§ What to work on
For each line below, write it out exactly as it appears.

[Collected data entries]

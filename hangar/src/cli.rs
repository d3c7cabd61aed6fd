// CLI argument parsing and definitions

use clap::{Parser, Subcommand};
use hangar_orchestrator::BuildTransition;
use std::path::PathBuf;

pub const DEFAULT_URL: &str = "http://127.0.0.1:3131";

#[derive(Debug, Clone, Parser)]
#[command(name = "hangar")]
#[command(about = "Drive workspace builds and their state on a hangar server")]
#[command(version)]
pub struct Args {
    #[command(subcommand)]
    pub command: Command,

    /// Base URL of the hangar API
    #[arg(long, global = true, env = "HANGAR_URL", default_value = DEFAULT_URL)]
    pub url: String,

    /// User to act as (defaults to $USER)
    #[arg(long, global = true, env = "HANGAR_USER")]
    pub user: Option<String>,

    /// Comma-separated roles sent with every request
    #[arg(long, global = true, env = "HANGAR_ROLES")]
    pub roles: Option<String>,

    /// Enable debug output
    #[arg(short, long, global = true)]
    pub debug: bool,
}

#[derive(Debug, Clone, Subcommand)]
pub enum Command {
    /// Read or replace the state of a workspace
    State {
        #[command(subcommand)]
        command: StateSubcommand,
    },
    /// Create and inspect builds
    Build {
        #[command(subcommand)]
        command: BuildSubcommand,
    },
    /// Create and inspect workspaces
    Workspace {
        #[command(subcommand)]
        command: WorkspaceSubcommand,
    },
}

#[derive(Debug, Clone, Subcommand)]
pub enum StateSubcommand {
    /// Write the workspace's state to a file, or to stdout
    Pull {
        /// Workspace as `name` or `owner/name`
        workspace: String,
        /// Destination file (stdout when omitted)
        file: Option<PathBuf>,
        /// Pull the state of this build number instead of the latest
        #[arg(long)]
        build: Option<i64>,
    },
    /// Create a new build carrying the given state
    Push {
        /// Workspace as `name` or `owner/name`
        workspace: String,
        /// Source file, or `-` for stdin
        file: String,
        /// Build number the new build is expected to get
        #[arg(long)]
        build: Option<i64>,
    },
}

#[derive(Debug, Clone, Subcommand)]
pub enum BuildSubcommand {
    /// Queue a build of a workspace
    Create {
        /// Workspace as `name` or `owner/name`
        workspace: String,
        /// start, stop or delete
        #[arg(short, long, default_value = "start")]
        transition: BuildTransition,
        /// Template version to build (defaults to the workspace's)
        #[arg(long)]
        template_version: Option<String>,
        /// Build parameter as KEY=VALUE (repeatable)
        #[arg(short, long = "param", value_name = "KEY=VALUE")]
        params: Vec<String>,
        /// Wait up to this many seconds for the build to finish
        #[arg(long, value_name = "SECS")]
        wait: Option<u64>,
    },
    /// List the builds of a workspace, newest first
    List {
        /// Workspace as `name` or `owner/name`
        workspace: String,
    },
    /// Show one build
    Show {
        build_id: String,
    },
    /// Wait for a build to finish
    Wait {
        build_id: String,
        /// Give up after this many seconds
        #[arg(long, default_value_t = 600)]
        timeout: u64,
    },
    /// Cancel a pending or running build
    Cancel {
        build_id: String,
    },
    /// Print the progress logs of a build
    Logs {
        build_id: String,
    },
}

#[derive(Debug, Clone, Subcommand)]
pub enum WorkspaceSubcommand {
    /// Create a workspace and queue its first build
    Create {
        name: String,
        /// Template version the workspace is built from
        #[arg(long)]
        template_version: String,
        /// Organization (defaults to the server's default organization)
        #[arg(long)]
        organization: Option<String>,
        /// Required worker tag (repeatable)
        #[arg(long = "tag")]
        tags: Vec<String>,
        /// Create the workspace without an initial build
        #[arg(long)]
        no_build: bool,
    },
    /// List workspaces visible to the user
    List {
        /// Only workspaces of this owner
        #[arg(long)]
        owner: Option<String>,
    },
    /// Show one workspace
    Show {
        /// Workspace as `name` or `owner/name`
        workspace: String,
    },
}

§ Exercise result
filename hangar/src/cli.rs
repository d3c7cabd61aed6fd
// CLI argument parsing and definitions

use clap::{Parser, Subcommand};
use hangar_orchestrator::BuildTransition;
use std::path::PathBuf;

pub const DEFAULT_URL: &str = "http://127.0.0.1:3131";

#[derive(Debug, Clone, Parser)]
#[command(name = "hangar")]
#[command(about = "Drive workspace builds and their state on a hangar server")]
#[command(version)]
pub struct Args {
    #[command(subcommand)]
    pub command: Command,

    /// Base URL of the hangar API
    #[arg(long, global = true, env = "HANGAR_URL", default_value = DEFAULT_URL)]
    pub url: String,

    /// User to act as (defaults to $USER)
    #[arg(long, global = true, env = "HANGAR_USER")]
    pub user: Option<String>,

    /// Comma-separated roles sent with every request
    #[arg(long, global = true, env = "HANGAR_ROLES")]
    pub roles: Option<String>,

    /// Enable debug output
    #[arg(short, long, global = true)]
    pub debug: bool,
}

#[derive(Debug, Clone, Subcommand)]
pub enum Command {
    /// Read or replace the state of a workspace
    State {
        #[command(subcommand)]
        command: StateSubcommand,
    },
    /// Create and inspect builds
    Build {
        #[command(subcommand)]
        command: BuildSubcommand,
    },
    /// Create and inspect workspaces
    Workspace {
        #[command(subcommand)]
        command: WorkspaceSubcommand,
    },
}

#[derive(Debug, Clone, Subcommand)]
pub enum StateSubcommand {
    /// Write the workspace's state to a file, or to stdout
    Pull {
        /// Workspace as `name` or `owner/name`
        workspace: String,
        /// Destination file (stdout when omitted)
        file: Option<PathBuf>,
        /// Pull the state of this build number instead of the latest
        #[arg(long)]
        build: Option<i64>,
    },
    /// Create a new build carrying the given state
    Push {
        /// Workspace as `name` or `owner/name`
        workspace: String,
        /// Source file, or `-` for stdin
        file: String,
        /// Build number the new build is expected to get
        #[arg(long)]
        build: Option<i64>,
    },
}

#[derive(Debug, Clone, Subcommand)]
pub enum BuildSubcommand {
    /// Queue a build of a workspace
    Create {
        /// Workspace as `name` or `owner/name`
        workspace: String,
        /// start, stop or delete
        #[arg(short, long, default_value = "start")]
        transition: BuildTransition,
        /// Template version to build (defaults to the workspace's)
        #[arg(long)]
        template_version: Option<String>,
        /// Build parameter as KEY=VALUE (repeatable)
        #[arg(short, long = "param", value_name = "KEY=VALUE")]
        params: Vec<String>,
        /// Wait up to this many seconds for the build to finish
        #[arg(long, value_name = "SECS")]
        wait: Option<u64>,
    },
    /// List the builds of a workspace, newest first
    List {
        /// Workspace as `name` or `owner/name`
        workspace: String,
    },
    /// Show one build
    Show {
        build_id: String,
    },
    /// Wait for a build to finish
    Wait {
        build_id: String,
        /// Give up after this many seconds
        #[arg(long, default_value_t = 600)]
        timeout: u64,
    },
    /// Cancel a pending or running build
    Cancel {
        build_id: String,
    },
    /// Print the progress logs of a build
    Logs {
        build_id: String,
    },
}

#[derive(Debug, Clone, Subcommand)]
pub enum WorkspaceSubcommand {
    /// Create a workspace and queue its first build
    Create {
        name: String,
        /// Template version the workspace is built from
        #[arg(long)]
        template_version: String,
        /// Organization (defaults to the server's default organization)
        #[arg(long)]
        organization: Option<String>,
        /// Required worker tag (repeatable)
        #[arg(long = "tag")]
        tags: Vec<String>,
        /// Create the workspace without an initial build
        #[arg(long)]
        no_build: bool,
    },
    /// List workspaces visible to the user
    List {
        /// Only workspaces of this owner
        #[arg(long)]
        owner: Option<String>,
    },
    /// Show one workspace
    Show {
        /// Workspace as `name` or `owner/name`
        workspace: String,
    },
}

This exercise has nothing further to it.